I feel a sharpness in my chest as I realize it’s Wednesday: mid-week and nearly mid-month. I think of all the things I want to do, must do, don’t want to do but will do nonetheless. It surprises me that, at this stage of my life, I still feel an urgency to get things done and carry the concern that I will run out of time to do it all.

I make lists and the act of crossing things off makes me feel a little bit more in control. Times and seasons change, my attention shifts, and different things come into focus.

We visited the long-term care home where my mother-in-love lives yesterday. The residents there don’t feel the burden of having to get things done because their lives have become smaller.

I consider this for a moment . . . then lean in to my, often self-imposed, busyness. I’ll take it and squeeze as much out of it as I can for as long as I’m able.

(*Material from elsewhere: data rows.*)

impl<C> Zeroize for PriShare<C>
where
    C: Ciphersuite,
{
    fn zeroize(&mut self) {
        self.value = SerializableScalar(<<C::Group as Group>::Field>::zero());
    }
}

/// A public share of a committed polynomial: the index `i` together with the
/// group element `F(i+1)`.
#[derive(Clone, Copy, Debug, PartialEq, Eq, serde::Serialize, serde::Deserialize)]
#[serde(bound = "C: Ciphersuite")]
#[serde(deny_unknown_fields)]
pub struct PubShare<C: Ciphersuite> {
    pub(crate) index: u32,
    pub(crate) value: SerializableElement<C>,
}

impl<C> PubShare<C>
where
    C: Ciphersuite,
{
    /// Create a public share from an index and a group element.
    pub fn new(index: u32, value: Element<C>) -> Self {
        Self {
            index,
            value: SerializableElement(value),
        }
    }

    /// The index of the participant holding this share.
    pub fn index(&self) -> u32 {
        self.index
    }

    /// The share value `F(index+1)`.
    pub fn value(&self) -> Element<C> {
        self.value.0
    }
}

/// Compute the field coordinate `index + 1` at which the share with the given
/// index is evaluated. Shares are one-indexed in the field, so the coordinate
/// is never zero (`f(0)` is the secret).
pub(crate) fn share_coordinate<C: Ciphersuite>(index: u32) -> Scalar<C> {
    let n = u64::from(index) + 1;
    let one = <<C::Group as Group>::Field>::one();

    // Classic left-to-right double-and-add that skips the leading bit 1
    // (n >= 1, so there is always one), thus `sum` starts at one as well.
    let mut sum = one;
    let bits = u64::BITS - n.leading_zeros();
    for i in (0..bits - 1).rev() {
        sum = sum + sum;
        if n & (1 << i) != 0 {
            sum = sum + one;
        }
    }
    sum
}

/// A secret sharing polynomial `f(x) = a_0 + a_1 x + … + a_{t-1} x^{t-1}` over
/// the scalar field, with `a_0` the shared secret.
///
/// Immutable after construction. Equality compares all coefficients without
/// early exit; the scalar comparison itself is constant-time per the [`Field`]
/// contract.
#[derive(Clone, Debug, serde::Serialize, serde::Deserialize)]
#[serde(bound = "C: Ciphersuite")]
#[serde(transparent)]
pub struct PriPoly<C: Ciphersuite> {
    pub(crate) coefficients: Vec<SerializableScalar<C>>,
}
//! Error types.

use thiserror::Error;

/// An error produced by the secret sharing, VSS or DKG layers.
#[non_exhaustive]
#[derive(Error, Debug, Copy, Clone, Eq, PartialEq)]
pub enum Error {
    /// The threshold is out of range for the participant set.
    #[error("threshold must be at least 2 and not larger than the number of participants")]
    InvalidThreshold,
    /// Two polynomials with different thresholds were combined.
    #[error("polynomials must have the same number of coefficients")]
    ThresholdMismatch,
    /// Fewer shares than the threshold were supplied to a recovery operation.
    #[error("not enough shares to recover the secret")]
    NotEnoughShares,
    /// The same share index appeared more than once in a recovery input.
    #[error("duplicate share index {index}")]
    DuplicateIndex {
        /// The index that was repeated.
        index: u32,
    },
    /// A message referenced a participant index outside the participant list.
    #[error("index out of bounds of the participant list")]
    OutOfBounds,
    /// A deal was decrypted by a verifier it was not addressed to.
    #[error("deal addressed to a different participant")]
    WrongRecipient,
    /// A second deal from the same dealer was presented to a verifier.
    #[error("deal from this dealer was already processed")]
    DuplicateDeal,
    /// A second response for the same (dealer, verifier) pair was presented.
    #[error("response from this verifier was already recorded")]
    DuplicateResponse,
    /// A share does not open the dealer's commitment polynomial.
    ///
    /// Internal to the verifier: surfaced as a `Complaint` response rather
    /// than as an error from deal processing.
    #[error("share does not match the commitment polynomial")]
    CommitmentMismatch,
    /// A justification failed to exonerate the dealer.
    #[error("justification does not open the commitments; dealer disqualified")]
    InvalidJustification {
        /// Index of the dealer that issued the justification, if known at the
        /// layer that detected the fault.
        culprit: Option<u32>,
    },
    /// A distributed key share was requested before the qualified set was
    /// complete.
    #[error("distributed key is not certified")]
    NotCertified,
    /// A response referenced a dealer whose deal has not been processed yet.
    ///
    /// The response must be presented again after the corresponding deal.
    #[error("response references an unknown dealer")]
    UnknownDealer,
    /// The caller's public key is not in the participant list.
    #[error("own public key not found in the participant list")]
    UnknownParticipant,
    /// A message carried a session identifier from a different VSS run.
    #[error("message does not belong to this session")]
    SessionMismatch,
    /// Two distributed key shares with different indices were combined.
    #[error("distributed key shares belong to different participants")]
    IndexMismatch,
    /// A refresh share whose distributed secret is not zero was supplied.
    #[error("refresh share must commit to a zero secret")]
    NonZeroRefresh,
    /// Signature verification failed.
    #[error("invalid signature")]
    InvalidSignature,
    /// The encoding of a signature was malformed.
    #[error("malformed signature encoding")]
    MalformedSignature,
    /// The encoding of a signing key was malformed.
    #[error("malformed signing key encoding")]
    MalformedSigningKey,
    /// A polynomial was built without coefficients.
    #[error("commitment polynomial has no coefficients")]
    MissingCommitment,
    /// An encrypted deal could not be sealed.
    #[error("deal encryption failed")]
    EncryptionFailure,
    /// An encrypted deal could not be opened.
    #[error("deal decryption failed")]
    DecryptionFailure,
    /// Error in the scalar field.
    #[error("error in scalar field")]
    FieldError(#[from] FieldError),
    /// Error in the group.
    #[error("error in group")]
    GroupError(#[from] GroupError),
    /// Error serializing a value.
    #[error("error serializing value")]
    SerializationError,
    /// Error deserializing a value.
    #[error("error deserializing value")]
    DeserializationError,
}

impl Error {
    /// Return the index of the dealer that caused the error, if the error is
    /// attributable to a misbehaving dealer.
    ///
    /// This can be used to penalize the dealer, e.g. by excluding it from
    /// future runs.
    pub fn culprit(&self) -> Option<u32> {
        match self {
            Error::InvalidJustification { culprit } => *culprit,
            _ => None,
        }
    }
}

/// An error related to a scalar field.
#[non_exhaustive]
#[derive(Error, Debug, Copy, Clone, Eq, PartialEq)]
pub enum FieldError {
    /// The encoding of a scalar was malformed.
    #[error("malformed scalar encoding")]
    MalformedScalar,
    /// This scalar MUST NOT be zero.
    #[error("invalid for this scalar to be zero")]
    InvalidZeroScalar,
}

/// An error related to a group or one of its elements.
#[non_exhaustive]
#[derive(Error, Debug, Copy, Clone, Eq, PartialEq)]
pub enum GroupError {
    /// The encoding of a group element was malformed.
    #[error("malformed group element encoding")]
    MalformedElement,
}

I’m a writer, reader, and creative. I thought by now I’d have things figured out, but I keep coming up with more questions. I think that’s okay. I’m here most mornings pondering ordinary things and the thin places where faith intersects.
  1. I don’t twiddle my thumbs either. Various lists for house/blog/business lie on countertops and desktops.

    I have visited my aunt in PA monthly since February. She doesn’t remember where she is or what day it is. However, before a meal is served when we eat together, she comments that she wants to make a meal for us. Impossible because she is wheelchair bound – bittersweet.

    1. It is, indeed, bittersweet. I have gleaned such richness and wisdom from our weekly visits to the care home. All of the residents have unique personalities and, whether they’re aware or not, are still contributing to the collective good in this world.

  2. A lovely photo – such a lightness and an ethereal effect. There is a bit of me envying you your busyness and squeezing things in: caring for my 93 year old father with vascular dementia here at home, life can feel slower, very much stop-start-stop-again as his need for attention and soothing increases and our time spaces decrease. But I’m learning to switch attention fast and put down/pick up again …

  3. I think the busyness helps to keep us “young.” Without work (of some sort), and fun stuff (like gardening and photography) what else is there? I enjoy the busyness as much as the down time.